_What is required_:
Search the listing below for lines containing the string "impl". Reply with their count only.

Exercise input section start

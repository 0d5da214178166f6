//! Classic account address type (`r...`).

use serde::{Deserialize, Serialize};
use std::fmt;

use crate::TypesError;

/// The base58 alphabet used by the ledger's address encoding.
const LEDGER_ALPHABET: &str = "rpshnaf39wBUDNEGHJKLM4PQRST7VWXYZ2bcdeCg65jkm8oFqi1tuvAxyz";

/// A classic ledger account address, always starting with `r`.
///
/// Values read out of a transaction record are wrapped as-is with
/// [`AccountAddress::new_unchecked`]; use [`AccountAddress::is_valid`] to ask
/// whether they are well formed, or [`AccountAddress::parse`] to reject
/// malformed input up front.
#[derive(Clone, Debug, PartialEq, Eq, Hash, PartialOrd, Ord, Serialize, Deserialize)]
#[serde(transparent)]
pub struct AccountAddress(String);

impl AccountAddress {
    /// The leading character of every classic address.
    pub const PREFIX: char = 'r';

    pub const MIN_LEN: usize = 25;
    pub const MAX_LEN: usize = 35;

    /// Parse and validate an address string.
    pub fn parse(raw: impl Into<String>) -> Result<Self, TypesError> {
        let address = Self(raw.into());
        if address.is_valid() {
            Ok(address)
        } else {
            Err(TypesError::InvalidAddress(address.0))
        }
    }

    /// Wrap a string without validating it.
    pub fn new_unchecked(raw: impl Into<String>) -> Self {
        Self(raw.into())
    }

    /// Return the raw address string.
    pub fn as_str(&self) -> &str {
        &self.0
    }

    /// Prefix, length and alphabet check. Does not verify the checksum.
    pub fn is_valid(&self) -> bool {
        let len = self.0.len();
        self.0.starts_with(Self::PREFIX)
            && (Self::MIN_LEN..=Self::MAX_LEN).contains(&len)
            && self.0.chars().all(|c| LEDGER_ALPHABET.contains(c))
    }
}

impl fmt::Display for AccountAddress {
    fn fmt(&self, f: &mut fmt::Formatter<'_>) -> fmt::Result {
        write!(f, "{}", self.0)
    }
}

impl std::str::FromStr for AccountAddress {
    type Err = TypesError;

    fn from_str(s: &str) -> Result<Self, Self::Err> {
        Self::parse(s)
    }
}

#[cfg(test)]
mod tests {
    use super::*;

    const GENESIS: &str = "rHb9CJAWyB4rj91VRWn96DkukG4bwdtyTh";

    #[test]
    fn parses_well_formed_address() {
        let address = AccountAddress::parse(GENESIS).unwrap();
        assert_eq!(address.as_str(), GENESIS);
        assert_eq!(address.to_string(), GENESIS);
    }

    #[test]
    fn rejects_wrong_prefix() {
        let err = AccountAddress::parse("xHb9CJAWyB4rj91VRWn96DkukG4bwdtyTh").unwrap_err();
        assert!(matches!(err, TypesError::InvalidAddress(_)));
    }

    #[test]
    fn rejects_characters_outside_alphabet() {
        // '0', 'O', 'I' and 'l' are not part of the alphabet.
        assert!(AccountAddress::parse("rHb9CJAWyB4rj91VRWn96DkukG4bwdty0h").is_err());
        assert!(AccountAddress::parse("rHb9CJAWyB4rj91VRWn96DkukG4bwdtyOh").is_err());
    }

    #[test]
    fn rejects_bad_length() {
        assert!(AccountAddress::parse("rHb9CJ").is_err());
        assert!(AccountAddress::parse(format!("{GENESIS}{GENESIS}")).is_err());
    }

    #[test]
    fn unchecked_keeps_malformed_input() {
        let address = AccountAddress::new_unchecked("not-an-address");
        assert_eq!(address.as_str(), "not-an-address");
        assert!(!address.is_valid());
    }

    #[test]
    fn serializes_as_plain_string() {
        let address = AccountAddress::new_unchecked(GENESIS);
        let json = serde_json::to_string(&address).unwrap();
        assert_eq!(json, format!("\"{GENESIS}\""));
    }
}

Exercise input section end
Exercise input section start

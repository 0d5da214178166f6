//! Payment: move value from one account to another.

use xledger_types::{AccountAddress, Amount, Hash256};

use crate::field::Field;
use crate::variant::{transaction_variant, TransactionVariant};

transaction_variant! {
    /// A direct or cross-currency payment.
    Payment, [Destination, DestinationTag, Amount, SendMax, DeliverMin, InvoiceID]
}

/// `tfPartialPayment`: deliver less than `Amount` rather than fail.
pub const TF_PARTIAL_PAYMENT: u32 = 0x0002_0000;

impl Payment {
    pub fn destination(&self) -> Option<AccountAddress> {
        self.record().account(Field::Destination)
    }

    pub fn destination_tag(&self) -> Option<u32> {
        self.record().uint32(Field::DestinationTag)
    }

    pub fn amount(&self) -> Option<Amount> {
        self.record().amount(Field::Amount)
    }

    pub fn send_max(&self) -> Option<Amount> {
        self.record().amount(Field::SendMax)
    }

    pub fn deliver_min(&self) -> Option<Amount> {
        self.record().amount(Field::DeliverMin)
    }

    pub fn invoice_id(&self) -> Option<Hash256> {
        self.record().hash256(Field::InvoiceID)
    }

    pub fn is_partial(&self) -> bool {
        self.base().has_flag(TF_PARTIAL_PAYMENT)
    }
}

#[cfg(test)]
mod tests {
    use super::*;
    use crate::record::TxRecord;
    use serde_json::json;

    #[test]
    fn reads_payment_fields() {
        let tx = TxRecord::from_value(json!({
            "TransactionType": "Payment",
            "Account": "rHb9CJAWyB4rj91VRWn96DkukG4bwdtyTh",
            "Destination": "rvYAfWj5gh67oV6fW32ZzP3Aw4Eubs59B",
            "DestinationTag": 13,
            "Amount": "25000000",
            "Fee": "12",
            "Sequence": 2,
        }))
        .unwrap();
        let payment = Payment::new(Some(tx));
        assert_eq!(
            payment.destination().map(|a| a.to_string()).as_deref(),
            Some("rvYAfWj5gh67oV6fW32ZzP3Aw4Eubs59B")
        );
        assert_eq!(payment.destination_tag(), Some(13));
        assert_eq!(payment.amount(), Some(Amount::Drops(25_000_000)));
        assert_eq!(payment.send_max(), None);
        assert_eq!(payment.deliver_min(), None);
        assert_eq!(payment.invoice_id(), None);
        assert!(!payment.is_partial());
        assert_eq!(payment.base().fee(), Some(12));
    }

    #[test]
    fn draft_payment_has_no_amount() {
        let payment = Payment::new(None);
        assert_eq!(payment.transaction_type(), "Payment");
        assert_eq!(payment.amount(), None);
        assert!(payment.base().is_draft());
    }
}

Exercise input section end

_Answer to the problem_:
6